◆ Description of the task ◆
Scan the entries and copy each line where the word "DiscretizeLimits" is present.

◆ Dataset content ◆
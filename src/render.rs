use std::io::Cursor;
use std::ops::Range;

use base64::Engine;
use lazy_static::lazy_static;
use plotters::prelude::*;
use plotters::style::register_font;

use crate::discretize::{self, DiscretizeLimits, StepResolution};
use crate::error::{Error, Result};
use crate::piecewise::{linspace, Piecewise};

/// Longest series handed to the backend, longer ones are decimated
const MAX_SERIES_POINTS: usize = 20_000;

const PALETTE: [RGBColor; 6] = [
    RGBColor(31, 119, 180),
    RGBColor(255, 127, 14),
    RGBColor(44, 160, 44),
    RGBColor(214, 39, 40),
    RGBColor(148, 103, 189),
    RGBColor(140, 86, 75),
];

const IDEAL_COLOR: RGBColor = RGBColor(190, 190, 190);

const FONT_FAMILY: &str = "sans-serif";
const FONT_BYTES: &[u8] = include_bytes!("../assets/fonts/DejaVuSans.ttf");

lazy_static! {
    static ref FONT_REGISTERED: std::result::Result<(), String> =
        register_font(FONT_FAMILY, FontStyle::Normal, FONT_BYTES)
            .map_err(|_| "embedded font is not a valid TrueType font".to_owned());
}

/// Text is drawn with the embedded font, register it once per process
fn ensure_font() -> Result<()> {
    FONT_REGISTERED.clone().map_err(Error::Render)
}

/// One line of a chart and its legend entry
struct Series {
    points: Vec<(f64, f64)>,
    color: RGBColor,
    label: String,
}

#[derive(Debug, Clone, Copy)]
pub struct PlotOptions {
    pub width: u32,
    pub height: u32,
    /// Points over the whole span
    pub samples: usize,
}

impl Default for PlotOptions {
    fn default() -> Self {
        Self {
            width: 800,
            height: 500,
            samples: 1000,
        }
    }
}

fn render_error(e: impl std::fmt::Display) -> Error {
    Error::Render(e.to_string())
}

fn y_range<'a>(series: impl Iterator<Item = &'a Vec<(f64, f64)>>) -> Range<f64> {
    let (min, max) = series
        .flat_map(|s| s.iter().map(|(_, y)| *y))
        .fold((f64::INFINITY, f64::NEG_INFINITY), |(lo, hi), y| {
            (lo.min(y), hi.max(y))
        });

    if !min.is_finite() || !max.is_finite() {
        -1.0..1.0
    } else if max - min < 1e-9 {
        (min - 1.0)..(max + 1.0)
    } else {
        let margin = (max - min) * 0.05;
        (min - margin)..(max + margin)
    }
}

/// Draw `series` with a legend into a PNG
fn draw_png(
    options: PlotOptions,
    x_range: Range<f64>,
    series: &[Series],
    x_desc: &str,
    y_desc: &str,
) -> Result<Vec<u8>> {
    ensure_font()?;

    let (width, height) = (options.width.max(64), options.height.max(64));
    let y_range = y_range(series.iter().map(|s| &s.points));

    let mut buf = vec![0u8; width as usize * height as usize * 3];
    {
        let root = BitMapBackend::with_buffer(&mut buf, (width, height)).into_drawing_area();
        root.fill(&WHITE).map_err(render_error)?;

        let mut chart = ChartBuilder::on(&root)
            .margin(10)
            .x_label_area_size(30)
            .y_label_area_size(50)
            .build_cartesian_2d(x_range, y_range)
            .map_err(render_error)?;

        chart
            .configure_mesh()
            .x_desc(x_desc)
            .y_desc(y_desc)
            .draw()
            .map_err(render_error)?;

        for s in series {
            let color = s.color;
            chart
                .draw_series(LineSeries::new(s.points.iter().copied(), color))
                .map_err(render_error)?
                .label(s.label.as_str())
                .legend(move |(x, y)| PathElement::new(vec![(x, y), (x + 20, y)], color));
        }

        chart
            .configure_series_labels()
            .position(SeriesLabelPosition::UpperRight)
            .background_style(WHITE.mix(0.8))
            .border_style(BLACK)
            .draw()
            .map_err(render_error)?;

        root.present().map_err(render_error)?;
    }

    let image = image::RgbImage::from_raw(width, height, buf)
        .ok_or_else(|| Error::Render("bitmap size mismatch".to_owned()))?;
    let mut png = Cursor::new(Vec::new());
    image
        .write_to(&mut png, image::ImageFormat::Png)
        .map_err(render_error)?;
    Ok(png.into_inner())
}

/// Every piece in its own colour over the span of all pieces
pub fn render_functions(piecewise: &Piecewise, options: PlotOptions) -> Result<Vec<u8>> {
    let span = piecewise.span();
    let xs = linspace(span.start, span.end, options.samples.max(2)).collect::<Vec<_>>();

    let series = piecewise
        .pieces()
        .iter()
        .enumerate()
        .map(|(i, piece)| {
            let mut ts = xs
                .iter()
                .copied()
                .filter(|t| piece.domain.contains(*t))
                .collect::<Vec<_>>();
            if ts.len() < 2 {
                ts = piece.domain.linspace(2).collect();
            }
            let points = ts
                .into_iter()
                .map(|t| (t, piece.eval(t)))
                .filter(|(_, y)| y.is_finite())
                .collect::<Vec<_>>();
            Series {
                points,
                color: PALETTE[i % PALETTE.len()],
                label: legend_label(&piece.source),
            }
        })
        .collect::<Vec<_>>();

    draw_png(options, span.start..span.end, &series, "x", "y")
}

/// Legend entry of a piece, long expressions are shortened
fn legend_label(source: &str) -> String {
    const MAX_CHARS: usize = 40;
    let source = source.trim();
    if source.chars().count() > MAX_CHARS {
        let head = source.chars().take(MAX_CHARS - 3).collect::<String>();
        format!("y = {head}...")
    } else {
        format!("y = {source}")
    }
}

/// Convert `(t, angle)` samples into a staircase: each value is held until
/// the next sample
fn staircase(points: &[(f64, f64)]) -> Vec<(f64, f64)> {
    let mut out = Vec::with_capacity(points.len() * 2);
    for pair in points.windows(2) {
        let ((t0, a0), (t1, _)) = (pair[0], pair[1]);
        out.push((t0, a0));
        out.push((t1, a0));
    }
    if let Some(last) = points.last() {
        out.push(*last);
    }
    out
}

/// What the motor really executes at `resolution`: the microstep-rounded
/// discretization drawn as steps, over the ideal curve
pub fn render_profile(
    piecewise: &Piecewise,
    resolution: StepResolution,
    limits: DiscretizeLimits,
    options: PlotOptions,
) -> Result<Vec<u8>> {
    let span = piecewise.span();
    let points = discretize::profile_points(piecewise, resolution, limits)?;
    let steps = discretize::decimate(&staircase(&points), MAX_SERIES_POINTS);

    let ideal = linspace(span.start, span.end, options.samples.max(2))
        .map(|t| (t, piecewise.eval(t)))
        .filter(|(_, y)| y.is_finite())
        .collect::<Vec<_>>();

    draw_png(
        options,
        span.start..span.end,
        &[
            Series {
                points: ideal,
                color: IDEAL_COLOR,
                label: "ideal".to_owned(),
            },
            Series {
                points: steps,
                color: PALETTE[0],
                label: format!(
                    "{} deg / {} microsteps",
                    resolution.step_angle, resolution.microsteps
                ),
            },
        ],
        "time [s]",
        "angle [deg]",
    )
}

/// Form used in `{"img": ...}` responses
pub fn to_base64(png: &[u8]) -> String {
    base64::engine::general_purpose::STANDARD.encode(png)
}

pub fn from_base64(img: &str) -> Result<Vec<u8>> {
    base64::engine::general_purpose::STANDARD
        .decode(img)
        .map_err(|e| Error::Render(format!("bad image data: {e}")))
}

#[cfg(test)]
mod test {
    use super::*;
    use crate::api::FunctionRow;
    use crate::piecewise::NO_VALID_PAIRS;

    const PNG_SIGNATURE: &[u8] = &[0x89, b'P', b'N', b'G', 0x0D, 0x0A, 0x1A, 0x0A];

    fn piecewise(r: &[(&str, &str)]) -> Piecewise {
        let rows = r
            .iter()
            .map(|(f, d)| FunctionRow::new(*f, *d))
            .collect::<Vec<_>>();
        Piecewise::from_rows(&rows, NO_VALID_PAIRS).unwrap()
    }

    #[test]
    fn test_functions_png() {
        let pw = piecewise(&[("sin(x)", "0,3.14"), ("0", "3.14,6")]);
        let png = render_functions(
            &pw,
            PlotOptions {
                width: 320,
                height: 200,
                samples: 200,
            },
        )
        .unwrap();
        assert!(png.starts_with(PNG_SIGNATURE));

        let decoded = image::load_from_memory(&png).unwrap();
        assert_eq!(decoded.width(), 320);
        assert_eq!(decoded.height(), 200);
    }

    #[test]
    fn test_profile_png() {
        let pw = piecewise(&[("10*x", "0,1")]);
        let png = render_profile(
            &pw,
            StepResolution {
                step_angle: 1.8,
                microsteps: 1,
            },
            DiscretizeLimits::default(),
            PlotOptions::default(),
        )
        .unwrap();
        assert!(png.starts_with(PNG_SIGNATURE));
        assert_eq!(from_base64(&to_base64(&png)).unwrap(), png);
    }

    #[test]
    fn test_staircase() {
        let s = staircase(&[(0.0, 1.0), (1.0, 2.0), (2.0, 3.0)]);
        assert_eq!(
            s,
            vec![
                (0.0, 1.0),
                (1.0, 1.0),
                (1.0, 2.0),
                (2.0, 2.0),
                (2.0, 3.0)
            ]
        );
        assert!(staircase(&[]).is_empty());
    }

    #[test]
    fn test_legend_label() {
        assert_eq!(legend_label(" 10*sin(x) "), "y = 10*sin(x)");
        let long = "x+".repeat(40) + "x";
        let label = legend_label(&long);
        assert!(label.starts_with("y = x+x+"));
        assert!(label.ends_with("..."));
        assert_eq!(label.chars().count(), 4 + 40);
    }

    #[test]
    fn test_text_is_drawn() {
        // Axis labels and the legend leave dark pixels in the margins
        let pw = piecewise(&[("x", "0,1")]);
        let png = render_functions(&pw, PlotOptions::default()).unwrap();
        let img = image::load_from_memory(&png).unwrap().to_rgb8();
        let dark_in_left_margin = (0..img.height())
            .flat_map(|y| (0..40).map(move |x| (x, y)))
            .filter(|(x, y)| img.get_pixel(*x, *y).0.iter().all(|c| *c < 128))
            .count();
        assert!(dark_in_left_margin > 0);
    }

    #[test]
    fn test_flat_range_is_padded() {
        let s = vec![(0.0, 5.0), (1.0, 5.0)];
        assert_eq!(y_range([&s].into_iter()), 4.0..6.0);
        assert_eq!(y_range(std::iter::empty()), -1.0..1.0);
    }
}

* * *

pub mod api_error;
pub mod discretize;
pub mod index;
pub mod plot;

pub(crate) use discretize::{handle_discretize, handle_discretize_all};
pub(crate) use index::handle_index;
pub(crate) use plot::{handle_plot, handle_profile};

◆ Exercise output ◆
use crate::discretize::{self, DiscretizeLimits, StepResolution};
    limits: DiscretizeLimits,
            DiscretizeLimits::default(),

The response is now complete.